Pitt Hosts Housing Summit

Issue Date: 
December 1, 2016

When a city’s public affordable housing is demolished to make room for other development, the people who live in those homes are affected physically, socially, culturally, and economically. And there’s a name for that phenomenon. Urban renewal expert Mindy Fullilove calls it “root shock.”

Fullilove, professor of psychiatry at Columbia University and author of Root Shock: How Tearing Up City Neighborhoods Hurts America and What We Can Do About It, was a keynote speaker at the recent Housing Summit held Nov. 10–12 on the Pitt campus. Community organizers and scholars gathered for film screenings, lectures, and discussion groups on issues surrounding housing insecurity.

“We shape the nature of people by how we shape communities,” said Fullilove, who was a fellow at Pitt’s Graduate School of Public Health in 1997.

One major theme of the summit was exploring ways to maintain community control. “We have to build a movement for human rights and housing justice from the grass roots,” said Pitt sociology professor and summit organizer Jackie Smith during the event.

As part of the summit, interested attendees boarded a bus for a tour of Beechview, East Liberty, the Hill, and the North Side, for a glimpse of current housing and how it is being affected by development. Participants also heard from residents about their experiences and about the community organizing underway in those neighborhoods.

Smith says her goals for the summit were accomplished.

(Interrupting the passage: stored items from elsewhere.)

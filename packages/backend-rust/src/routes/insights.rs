//! Behavioral analysis and dynamic status proxies.

use axum::extract::State;
use axum::response::{IntoResponse, Response};
use axum::Json;
use chrono::Utc;
use serde_json::{json, Value};

use crate::response::{AppError, AppJson};
use crate::routes::attendance::merge_object;
use crate::state::AppState;

/// Web-flow behavioral analysis has no local substitute; when the AI is down
/// the feature reports itself unavailable rather than erroring.
pub async fn analyze_web_flow(
    State(state): State<AppState>,
    AppJson(payload): AppJson<Value>,
) -> Result<Response, AppError> {
    let response = match state.ai().analyze_web_flow(&payload).await {
        Ok(ai_response) => {
            let mut body = json!({ "success": true });
            merge_object(&mut body, ai_response);
            body["analysis_type"] = json!("behavioral");
            Json(body).into_response()
        }
        Err(err) => {
            tracing::warn!(error = %err, "web flow analysis unavailable");
            Json(json!({
                "success": false,
                "error": "Web flow analysis requires AI service",
                "message": "Enable the AI service for behavioral analysis features",
            }))
            .into_response()
        }
    };
    Ok(response)
}

/// Live insight feed; degrades to a static status object.
pub async fn dynamic_update(State(state): State<AppState>) -> Response {
    match state.ai().dynamic_update().await {
        Ok(ai_response) => Json(ai_response).into_response(),
        Err(err) => {
            tracing::warn!(error = %err, "dynamic update falling back to static status");
            Json(json!({
                "success": true,
                "dynamic_update": {
                    "status": "System running",
                    "message": "Enable AI service for real-time insights",
                    "timestamp": Utc::now().to_rfc3339(),
                },
                "note": "Basic status provided. Connect AI service for dynamic updates.",
            }))
            .into_response()
        }
    }
}
pub mod ai_client;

One of them was to build stronger communication and cooperation among Pitt departments and programs that do work related to community needs.

“We developed new models for community engagement and generated new connections among different organizations and activists,” she said. “Our workshops deepened our discussions about how to better unify our work for social justice and human rights in Pittsburgh,” Smith said.

The summit had a host of sponsors, including the Global Studies Center, Pitt’s School of Social Work, Graduate School of Public and International Affairs, and the Office of the Provost’s Year of Diversity, as well as the Northside Coalition for Fair Housing and the Hill District Consensus Group.